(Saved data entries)

.....

/// Sampling harness: drives an execution cell and aggregates the result
///
/// The harness owns the sampling cadence — warmup runs, minimum and maximum
/// sample counts, and the total time budget — and hands the finished sample
/// sequence to the aggregation pipeline. Cadence is fixed, never adaptive.
/// Failed samples stay in the sequence; they never abort the run.
use std::time::Instant;

use serde::{Deserialize, Serialize};

use crate::config::types::{ExecMode, HarnessConfig, Outcome, Result};
use crate::exec::cell::{ExecutionCell, SnippetCell};
use crate::exec::shell::ShellEngine;
use crate::exec::worker::WorkerCell;
use crate::sandbox::{SandboxContext, Scope};
use crate::stats::aggregate::{aggregate, successful_times_ms, AggregateStats};
use crate::stats::compare::{compare, ComparisonReport};
use crate::stats::histogram::{bin, Histogram, MIN_BINS, SINGLE_MAX_BINS};
use crate::stats::reliability::{classify, ReliabilityBucket};
use crate::stats::series::{time_series, TimeSeries};

/// Display-ready result of one benchmark run. Immutable once built; every
/// view is recomputed fresh from the sample sequence.
#[derive(Clone, Debug, Serialize, Deserialize)]
pub struct BenchmarkReport {
    pub samples: Vec<Outcome>,
    pub stats: AggregateStats,
    pub reliability: Vec<ReliabilityBucket>,
    pub histogram: Histogram,
    pub series: TimeSeries,
}

impl BenchmarkReport {
    pub fn from_samples(samples: Vec<Outcome>) -> Self {
        let stats = aggregate(&samples);
        let reliability = classify(&samples, &stats);
        let histogram = bin(&successful_times_ms(&samples), SINGLE_MAX_BINS, MIN_BINS);
        let series = time_series(&samples, &stats);
        Self {
            samples,
            stats,
            reliability,
            histogram,
            series,
        }
    }
}

pub struct Harness {
    config: HarnessConfig,
}

impl Harness {
    pub fn new(config: HarnessConfig) -> Result<Self> {
        config.validate()?;
        Ok(Self { config })
    }

    pub fn config(&self) -> &HarnessConfig {
        &self.config
    }

    /// Run the full sampling cadence against a caller-provided cell.
    pub fn benchmark_with<C: SnippetCell + ?Sized>(&self, cell: &mut C, code: &str) -> BenchmarkReport {
        for i in 0..self.config.warmup_iterations {
            let outcome = cell.run(code, self.config.sample_timeout);
            log::debug!(
                "warmup {}/{}: {:?}",
                i + 1,
                self.config.warmup_iterations,
                outcome.verdict
            );
        }

        let budget_start = Instant::now();
        let mut samples = Vec::with_capacity(self.config.min_samples);
        while samples.len() < self.config.max_samples {
            if samples.len() >= self.config.min_samples
                && budget_start.elapsed() >= self.config.max_total_time
            {
                break;
            }
            samples.push(cell.run(code, self.config.sample_timeout));
        }
        log::debug!(
            "collected {} sample(s) in {:?}",
            samples.len(),
            budget_start.elapsed()
        );

        BenchmarkReport::from_samples(samples)
    }

    /// Benchmark a shell snippet with a cell built per the configured mode.
    pub fn benchmark(&self, code: &str) -> Result<BenchmarkReport> {
        let mut cell = self.build_shell_cell()?;
        Ok(self.benchmark_with(cell.as_mut(), code))
    }

    /// Benchmark two shell snippets on independent cells and assemble the
    /// comparison views. No state is shared between the two runs.
    pub fn compare(&self, baseline_code: &str, candidate_code: &str) -> Result<ComparisonReport> {
        let baseline = self.benchmark(baseline_code)?;
        let candidate = self.benchmark(candidate_code)?;
        Ok(compare(baseline, candidate))
    }

    fn build_shell_cell(&self) -> Result<Box<dyn SnippetCell>> {
        let scope = Scope::from_host_env();
        let context = SandboxContext::new(self.config.extra_denied.clone());
        match self.config.mode {
            ExecMode::Inline => Ok(Box::new(ExecutionCell::new(
                ShellEngine::new(),
                scope,
                context,
                self.config.policy.clone(),
            ))),
            ExecMode::Isolated => {
                let worker = WorkerCell::spawn_shell(scope, context, self.config.policy.clone())?
                    .with_response_grace(self.config.response_grace);
                Ok(Box::new(worker))
            }
        }
    }
}

#[cfg(test)]
mod tests {
    use super::*;
    use crate::exec::engine::{FixtureEngine, SnippetFault};
    use std::time::Duration;

    fn harness(config: HarnessConfig) -> Harness {
        Harness::new(config).expect("valid config")
    }

    fn fixture_cell(engine: FixtureEngine) -> ExecutionCell<FixtureEngine> {
        ExecutionCell::new(
            engine,
            Scope::empty(),
            SandboxContext::new(Vec::<String>::new()),
            None,
        )
    }

    #[test]
    fn collects_between_min_and_max_samples() {
        let mut engine = FixtureEngine::new();
        engine.register("fast", |_| Ok(()));
        let mut cell = fixture_cell(engine);
        let config = HarnessConfig {
            warmup_iterations: 1,
            min_samples: 4,
            max_samples: 12,
            max_total_time: Duration::from_secs(5),
            ..HarnessConfig::default()
        };
        let report = harness(config).benchmark_with(&mut cell, "fast");
        assert!(report.samples.len() >= 4);
        assert!(report.samples.len() <= 12);
        assert_eq!(
            report.stats.success_count + report.stats.failed_count,
            report.samples.len()
        );
    }

    #[test]
    fn exhausted_budget_stops_at_min_samples() {
        let mut engine = FixtureEngine::new();
        engine.register("slowish", |_| {
            std::thread::sleep(Duration::from_millis(5));
            Ok(())
        });
        let mut cell = fixture_cell(engine);
        let config = HarnessConfig {
            warmup_iterations: 0,
            min_samples: 3,
            max_samples: 1000,
            max_total_time: Duration::ZERO,
            ..HarnessConfig::default()
        };
        let report = harness(config).benchmark_with(&mut cell, "slowish");
        assert_eq!(report.samples.len(), 3);
    }

    #[test]
    fn failed_samples_never_abort_the_run() {
        let mut engine = FixtureEngine::new();
        engine.register("flaky", {
            let mut calls = 0u32;
            move |_| {
                calls += 1;
                if calls % 2 == 0 {
                    Err(SnippetFault::new("boom"))
                } else {
                    Ok(())
                }
            }
        });
        let mut cell = fixture_cell(engine);
        let config = HarnessConfig {
            warmup_iterations: 0,
            min_samples: 6,
            max_samples: 6,
            ..HarnessConfig::default()
        };
        let report = harness(config).benchmark_with(&mut cell, "flaky");
        assert_eq!(report.samples.len(), 6);
        assert!(report.stats.failed_count > 0);
        assert!(report.stats.success_count > 0);
    }

    #[test]
    fn report_views_are_consistent() {
        let mut engine = FixtureEngine::new();
        engine.register("fast", |_| Ok(()));
        let mut cell = fixture_cell(engine);
        let config = HarnessConfig {
            warmup_iterations: 0,
            min_samples: 8,
            max_samples: 8,
            ..HarnessConfig::default()
        };
        let report = harness(config).benchmark_with(&mut cell, "fast");
        assert_eq!(report.histogram.total_count(), report.stats.success_count);
        assert_eq!(report.series.samples_ms.len(), report.stats.success_count);
        assert!(!report.reliability.is_empty());
    }

    #[test]
    fn invalid_config_is_rejected_up_front() {
        let config = HarnessConfig {
            min_samples: 9,
            max_samples: 2,
            ..HarnessConfig::default()
        };
        assert!(Harness::new(config).is_err());
    }
}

.....

All records shown above are to be output exactly.

Exercise result:
/// Sampling harness: drives an execution cell and aggregates the result
///
/// The harness owns the sampling cadence — warmup runs, minimum and maximum
/// sample counts, and the total time budget — and hands the finished sample
/// sequence to the aggregation pipeline. Cadence is fixed, never adaptive.
/// Failed samples stay in the sequence; they never abort the run.
use std::time::Instant;

use serde::{Deserialize, Serialize};

use crate::config::types::{ExecMode, HarnessConfig, Outcome, Result};
use crate::exec::cell::{ExecutionCell, SnippetCell};
use crate::exec::shell::ShellEngine;
use crate::exec::worker::WorkerCell;
use crate::sandbox::{SandboxContext, Scope};
use crate::stats::aggregate::{aggregate, successful_times_ms, AggregateStats};
use crate::stats::compare::{compare, ComparisonReport};
use crate::stats::histogram::{bin, Histogram, MIN_BINS, SINGLE_MAX_BINS};
use crate::stats::reliability::{classify, ReliabilityBucket};
use crate::stats::series::{time_series, TimeSeries};

/// Display-ready result of one benchmark run. Immutable once built; every
/// view is recomputed fresh from the sample sequence.
#[derive(Clone, Debug, Serialize, Deserialize)]
pub struct BenchmarkReport {
    pub samples: Vec<Outcome>,
    pub stats: AggregateStats,
    pub reliability: Vec<ReliabilityBucket>,
    pub histogram: Histogram,
    pub series: TimeSeries,
}

impl BenchmarkReport {
    pub fn from_samples(samples: Vec<Outcome>) -> Self {
        let stats = aggregate(&samples);
        let reliability = classify(&samples, &stats);
        let histogram = bin(&successful_times_ms(&samples), SINGLE_MAX_BINS, MIN_BINS);
        let series = time_series(&samples, &stats);
        Self {
            samples,
            stats,
            reliability,
            histogram,
            series,
        }
    }
}

pub struct Harness {
    config: HarnessConfig,
}

impl Harness {
    pub fn new(config: HarnessConfig) -> Result<Self> {
        config.validate()?;
        Ok(Self { config })
    }

    pub fn config(&self) -> &HarnessConfig {
        &self.config
    }

    /// Run the full sampling cadence against a caller-provided cell.
    pub fn benchmark_with<C: SnippetCell + ?Sized>(&self, cell: &mut C, code: &str) -> BenchmarkReport {
        for i in 0..self.config.warmup_iterations {
            let outcome = cell.run(code, self.config.sample_timeout);
            log::debug!(
                "warmup {}/{}: {:?}",
                i + 1,
                self.config.warmup_iterations,
                outcome.verdict
            );
        }

        let budget_start = Instant::now();
        let mut samples = Vec::with_capacity(self.config.min_samples);
        while samples.len() < self.config.max_samples {
            if samples.len() >= self.config.min_samples
                && budget_start.elapsed() >= self.config.max_total_time
            {
                break;
            }
            samples.push(cell.run(code, self.config.sample_timeout));
        }
        log::debug!(
            "collected {} sample(s) in {:?}",
            samples.len(),
            budget_start.elapsed()
        );

        BenchmarkReport::from_samples(samples)
    }

    /// Benchmark a shell snippet with a cell built per the configured mode.
    pub fn benchmark(&self, code: &str) -> Result<BenchmarkReport> {
        let mut cell = self.build_shell_cell()?;
        Ok(self.benchmark_with(cell.as_mut(), code))
    }

    /// Benchmark two shell snippets on independent cells and assemble the
    /// comparison views. No state is shared between the two runs.
    pub fn compare(&self, baseline_code: &str, candidate_code: &str) -> Result<ComparisonReport> {
        let baseline = self.benchmark(baseline_code)?;
        let candidate = self.benchmark(candidate_code)?;
        Ok(compare(baseline, candidate))
    }

    fn build_shell_cell(&self) -> Result<Box<dyn SnippetCell>> {
        let scope = Scope::from_host_env();
        let context = SandboxContext::new(self.config.extra_denied.clone());
        match self.config.mode {
            ExecMode::Inline => Ok(Box::new(ExecutionCell::new(
                ShellEngine::new(),
                scope,
                context,
                self.config.policy.clone(),
            ))),
            ExecMode::Isolated => {
                let worker = WorkerCell::spawn_shell(scope, context, self.config.policy.clone())?
                    .with_response_grace(self.config.response_grace);
                Ok(Box::new(worker))
            }
        }
    }
}

#[cfg(test)]
mod tests {
    use super::*;
    use crate::exec::engine::{FixtureEngine, SnippetFault};
    use std::time::Duration;

    fn harness(config: HarnessConfig) -> Harness {
        Harness::new(config).expect("valid config")
    }

    fn fixture_cell(engine: FixtureEngine) -> ExecutionCell<FixtureEngine> {
        ExecutionCell::new(
            engine,
            Scope::empty(),
            SandboxContext::new(Vec::<String>::new()),
            None,
        )
    }

    #[test]
    fn collects_between_min_and_max_samples() {
        let mut engine = FixtureEngine::new();
        engine.register("fast", |_| Ok(()));
        let mut cell = fixture_cell(engine);
        let config = HarnessConfig {
            warmup_iterations: 1,
            min_samples: 4,
            max_samples: 12,
            max_total_time: Duration::from_secs(5),
            ..HarnessConfig::default()
        };
        let report = harness(config).benchmark_with(&mut cell, "fast");
        assert!(report.samples.len() >= 4);
        assert!(report.samples.len() <= 12);
        assert_eq!(
            report.stats.success_count + report.stats.failed_count,
            report.samples.len()
        );
    }

    #[test]
    fn exhausted_budget_stops_at_min_samples() {
        let mut engine = FixtureEngine::new();
        engine.register("slowish", |_| {
            std::thread::sleep(Duration::from_millis(5));
            Ok(())
        });
        let mut cell = fixture_cell(engine);
        let config = HarnessConfig {
            warmup_iterations: 0,
            min_samples: 3,
            max_samples: 1000,
            max_total_time: Duration::ZERO,
            ..HarnessConfig::default()
        };
        let report = harness(config).benchmark_with(&mut cell, "slowish");
        assert_eq!(report.samples.len(), 3);
    }

    #[test]
    fn failed_samples_never_abort_the_run() {
        let mut engine = FixtureEngine::new();
        engine.register("flaky", {
            let mut calls = 0u32;
            move |_| {
                calls += 1;
                if calls % 2 == 0 {
                    Err(SnippetFault::new("boom"))
                } else {
                    Ok(())
                }
            }
        });
        let mut cell = fixture_cell(engine);
        let config = HarnessConfig {
            warmup_iterations: 0,
            min_samples: 6,
            max_samples: 6,
            ..HarnessConfig::default()
        };
        let report = harness(config).benchmark_with(&mut cell, "flaky");
        assert_eq!(report.samples.len(), 6);
        assert!(report.stats.failed_count > 0);
        assert!(report.stats.success_count > 0);
    }

    #[test]
    fn report_views_are_consistent() {
        let mut engine = FixtureEngine::new();
        engine.register("fast", |_| Ok(()));
        let mut cell = fixture_cell(engine);
        let config = HarnessConfig {
            warmup_iterations: 0,
            min_samples: 8,
            max_samples: 8,
            ..HarnessConfig::default()
        };
        let report = harness(config).benchmark_with(&mut cell, "fast");
        assert_eq!(report.histogram.total_count(), report.stats.success_count);
        assert_eq!(report.series.samples_ms.len(), report.stats.success_count);
        assert!(!report.reliability.is_empty());
    }

    #[test]
    fn invalid_config_is_rejected_up_front() {
        let config = HarnessConfig {
            min_samples: 9,
            max_samples: 2,
            ..HarnessConfig::default()
        };
        assert!(Harness::new(config).is_err());
    }
}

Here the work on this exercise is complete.